Task brief:
Please find every line in the records below that contains the word "true", and copy it.

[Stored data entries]
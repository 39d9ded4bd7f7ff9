//! Shared document model for the Courgette toolchain.
//!
//! These types are produced by the parser and consumed by code generation
//! and tests. They live here so downstream crates can import them without
//! depending on parser internals.

use rust_decimal::Decimal;

use crate::infer::{DefinitionPeriod, ValueType};

// ──────────────────────────────────────────────
// Condition model
// ──────────────────────────────────────────────

/// Comparison operator after phrase normalization.
#[derive(Debug, Clone, Copy, PartialEq, Eq)]
pub enum Operator {
    Lt,
    Gt,
    Le,
    Ge,
    Eq,
    Ne,
}

impl Operator {
    pub fn symbol(&self) -> &'static str {
        match self {
            Operator::Lt => "<",
            Operator::Gt => ">",
            Operator::Le => "<=",
            Operator::Ge => ">=",
            Operator::Eq => "==",
            Operator::Ne => "!=",
        }
    }
}

/// Right-hand side of a comparison after literal normalization.
#[derive(Debug, Clone, PartialEq)]
pub enum Operand {
    Number(Decimal),
    Str(String),
    Bool(bool),
    /// Reference to another variable.
    Ident(String),
}

/// Boolean reduction applied to a condition group.
#[derive(Debug, Clone, Copy, PartialEq, Eq)]
pub enum GroupKind {
    Any,
    All,
    NoneOf,
}

/// A parsed condition. `Unrecognized` is a no-op placeholder: compilation
/// continues past it and the diagnostics engine reports it separately.
#[derive(Debug, Clone, PartialEq)]
pub enum ConditionNode {
    Comparison {
        variable: String,
        op: Operator,
        operand: Operand,
    },
    /// Canonical form of `between A and B` -- inclusive at both ends.
    Range {
        variable: String,
        low: Decimal,
        high: Decimal,
    },
    Group {
        kind: GroupKind,
        children: Vec<ConditionNode>,
    },
    /// Bare identifier with implicit truthiness.
    Flag {
        variable: String,
    },
    Unrecognized {
        raw: String,
    },
}

impl ConditionNode {
    /// Collect every variable name referenced by this condition, in
    /// left-to-right order, including identifier operands.
    pub fn collect_variables(&self, out: &mut Vec<String>) {
        match self {
            ConditionNode::Comparison {
                variable, operand, ..
            } => {
                out.push(variable.clone());
                if let Operand::Ident(name) = operand {
                    out.push(name.clone());
                }
            }
            ConditionNode::Range { variable, .. } => out.push(variable.clone()),
            ConditionNode::Group { children, .. } => {
                for child in children {
                    child.collect_variables(out);
                }
            }
            ConditionNode::Flag { variable } => out.push(variable.clone()),
            ConditionNode::Unrecognized { .. } => {}
        }
    }
}

// ──────────────────────────────────────────────
// Outcome model
// ──────────────────────────────────────────────

/// Payment cadence for fixed payments and schedule entries.
#[derive(Debug, Clone, Copy, PartialEq, Eq, Default)]
pub enum Period {
    #[default]
    Fortnight,
    Week,
    Month,
    Year,
}

impl Period {
    pub const WORDS: [&'static str; 4] = ["fortnight", "week", "month", "year"];

    pub fn from_word(word: &str) -> Option<Period> {
        match word.to_ascii_lowercase().as_str() {
            "fortnight" => Some(Period::Fortnight),
            "week" => Some(Period::Week),
            "month" => Some(Period::Month),
            "year" => Some(Period::Year),
            _ => None,
        }
    }

    pub fn word(&self) -> &'static str {
        match self {
            Period::Fortnight => "fortnight",
            Period::Week => "week",
            Period::Month => "month",
            Period::Year => "year",
        }
    }
}

/// A declared consequence of a scenario's conditions holding.
#[derive(Debug, Clone, PartialEq)]
pub enum Outcome {
    Eligibility {
        variable: String,
    },
    FixedPayment {
        amount: Decimal,
        period: Period,
    },
    ScheduleRef {
        schedule: String,
    },
    /// Income-tested taper: `amount -= (income - threshold) * cents/100`,
    /// floored at zero. Reductions compose in declaration order.
    Reduction {
        cents_per_dollar: Decimal,
        threshold: Decimal,
    },
    Unrecognized {
        raw: String,
    },
}

impl Outcome {
    /// Whether this outcome affects the computed payment amount.
    pub fn affects_payment(&self) -> bool {
        matches!(
            self,
            Outcome::FixedPayment { .. } | Outcome::ScheduleRef { .. } | Outcome::Reduction { .. }
        )
    }
}

// ──────────────────────────────────────────────
// Blocks and the document
// ──────────────────────────────────────────────

#[derive(Debug, Clone)]
pub struct Scenario {
    pub name: String,
    /// Zero-based line of the `Scenario:` header.
    pub line: usize,
    pub conditions: Vec<ConditionNode>,
    pub outcomes: Vec<Outcome>,
}

impl Scenario {
    /// Distinct variables referenced by this scenario's conditions, in
    /// first-seen order.
    pub fn condition_variables(&self) -> Vec<String> {
        let mut all = Vec::new();
        for cond in &self.conditions {
            cond.collect_variables(&mut all);
        }
        let mut seen = std::collections::HashSet::new();
        all.retain(|name| seen.insert(name.clone()));
        all
    }
}

/// Documentation-only term; not consumed by code generation.
#[derive(Debug, Clone)]
pub struct Definition {
    pub term: String,
    pub description: String,
    pub line: usize,
}

#[derive(Debug, Clone)]
pub struct ScheduleEntry {
    /// The condition text as written, e.g. `single`.
    pub condition_text: String,
    /// The condition parsed through the shared phrase grammar.
    pub condition: ConditionNode,
    pub amount: Decimal,
    pub period: Period,
}

#[derive(Debug, Clone)]
pub struct Schedule {
    pub name: String,
    pub line: usize,
    pub entries: Vec<ScheduleEntry>,
}

#[derive(Debug, Clone)]
pub enum Block {
    Scenario(Scenario),
    Definition(Definition),
    Schedule(Schedule),
}

/// An inferred variable declaration, derived once per distinct name.
#[derive(Debug, Clone, PartialEq, Eq)]
pub struct Variable {
    pub name: String,
    pub value_type: ValueType,
    pub period: DefinitionPeriod,
}

/// A fully parsed Courgette document. Derived fresh from a full-document
/// scan on every compile; no state survives between invocations.
#[derive(Debug, Clone, Default)]
pub struct Document {
    /// Blocks in source order.
    pub blocks: Vec<Block>,
    /// Inferred variables, sorted by name.
    pub variables: Vec<Variable>,
}

impl Document {
    pub fn scenarios(&self) -> impl Iterator<Item = &Scenario> {
        self.blocks.iter().filter_map(|b| match b {
            Block::Scenario(s) => Some(s),
            _ => None,
        })
    }

    pub fn schedules(&self) -> impl Iterator<Item = &Schedule> {
        self.blocks.iter().filter_map(|b| match b {
            Block::Schedule(s) => Some(s),
            _ => None,
        })
    }

    pub fn schedule(&self, name: &str) -> Option<&Schedule> {
        self.schedules().find(|s| s.name == name)
    }
}
//! Worker-thread wrapper around [`validate`](crate::validate).
//!
//! The worker owns no shared state: requests and replies travel over
//! channels, and every reply carries its request's sequence number. The
//! handle hands out monotonically increasing sequence numbers and
//! discards replies that are not for the latest submitted text, so a
//! slow validation of stale text can never overwrite a newer result.
//! There is no in-flight cancellation; supersession is entirely the
//! sequence-number discipline.

use std::thread::{self, JoinHandle};

use crossbeam_channel::{unbounded, Receiver, Sender};

use crate::Diagnostic;

struct Request {
    seq: u64,
    text: String,
}

struct Reply {
    seq: u64,
    diagnostics: Vec<Diagnostic>,
}

/// Caller-side handle to the validation worker.
///
/// Dropping the handle closes the request channel; the worker drains it
/// and exits.
pub struct ValidationService {
    requests: Option<Sender<Request>>,
    replies: Receiver<Reply>,
    latest: u64,
    worker: Option<JoinHandle<()>>,
}

impl ValidationService {
    pub fn new() -> Self {
        let (request_tx, request_rx) = unbounded::<Request>();
        let (reply_tx, reply_rx) = unbounded::<Reply>();
        let worker = thread::spawn(move || {
            for request in request_rx.iter() {
                let diagnostics = crate::validate(&request.text);
                if reply_tx
                    .send(Reply {
                        seq: request.seq,
                        diagnostics,
                    })
                    .is_err()
                {
                    break;
                }
            }
        });
        ValidationService {
            requests: Some(request_tx),
            replies: reply_rx,
            latest: 0,
            worker: Some(worker),
        }
    }

    /// Queue a validation of `text` and return its sequence number.
    /// Every call supersedes all earlier ones.
    pub fn submit(&mut self, text: &str) -> u64 {
        self.latest += 1;
        if let Some(requests) = &self.requests {
            // A send failure means the worker is gone; the caller then
            // simply never receives a reply for this sequence number.
            let _ = requests.send(Request {
                seq: self.latest,
                text: text.to_owned(),
            });
        }
        self.latest
    }

    /// Drain available replies without blocking, keeping only the one
    /// for the latest submitted sequence number.
    pub fn try_latest(&mut self) -> Option<(u64, Vec<Diagnostic>)> {
        let mut newest = None;
        while let Ok(reply) = self.replies.try_recv() {
            if reply.seq == self.latest {
                newest = Some((reply.seq, reply.diagnostics));
            }
        }
        newest
    }

    /// Block until the reply for the latest submitted sequence number
    /// arrives, discarding stale replies along the way. `None` when the
    /// worker has exited.
    pub fn recv_latest(&mut self) -> Option<(u64, Vec<Diagnostic>)> {
        loop {
            match self.replies.recv() {
                Ok(reply) if reply.seq == self.latest => {
                    return Some((reply.seq, reply.diagnostics))
                }
                Ok(_) => continue,
                Err(_) => return None,
            }
        }
    }
}

impl Default for ValidationService {
    fn default() -> Self {
        Self::new()
    }
}

impl Drop for ValidationService {
    fn drop(&mut self) {
        self.requests.take();
        if let Some(worker) = self.worker.take() {
            let _ = worker.join();
        }
    }
}

#[cfg(test)]
mod tests {
    use super::*;
    use crate::Severity;

    #[test]
    fn replies_carry_their_request_sequence() {
        let mut service = ValidationService::new();
        let seq = service.submit("Scenario: S\n  When age >= 18\n  Then x = true\n");
        let (reply_seq, diagnostics) = service.recv_latest().expect("reply");
        assert_eq!(reply_seq, seq);
        assert!(diagnostics.is_empty());
    }

    #[test]
    fn stale_replies_are_discarded() {
        let mut service = ValidationService::new();
        // Stale text has an error; the latest text is clean. Whatever
        // order the worker finishes in, only the latest reply surfaces.
        service.submit("Scenario: S\n  When age >= 18\n");
        let latest = service.submit("Scenario: S\n  When age >= 18\n  Then x = true\n");
        let (seq, diagnostics) = service.recv_latest().expect("reply");
        assert_eq!(seq, latest);
        assert!(diagnostics.is_empty());
    }

    #[test]
    fn findings_flow_through_the_worker() {
        let mut service = ValidationService::new();
        service.submit("Scenario: S\n  When age >= 18\n");
        let (_, diagnostics) = service.recv_latest().expect("reply");
        assert_eq!(diagnostics.len(), 1);
        assert_eq!(diagnostics[0].severity, Severity::Error);
    }
}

Exercise output:
        let seq = service.submit("Scenario: S\n  When age >= 18\n  Then x = true\n");
        let latest = service.submit("Scenario: S\n  When age >= 18\n  Then x = true\n");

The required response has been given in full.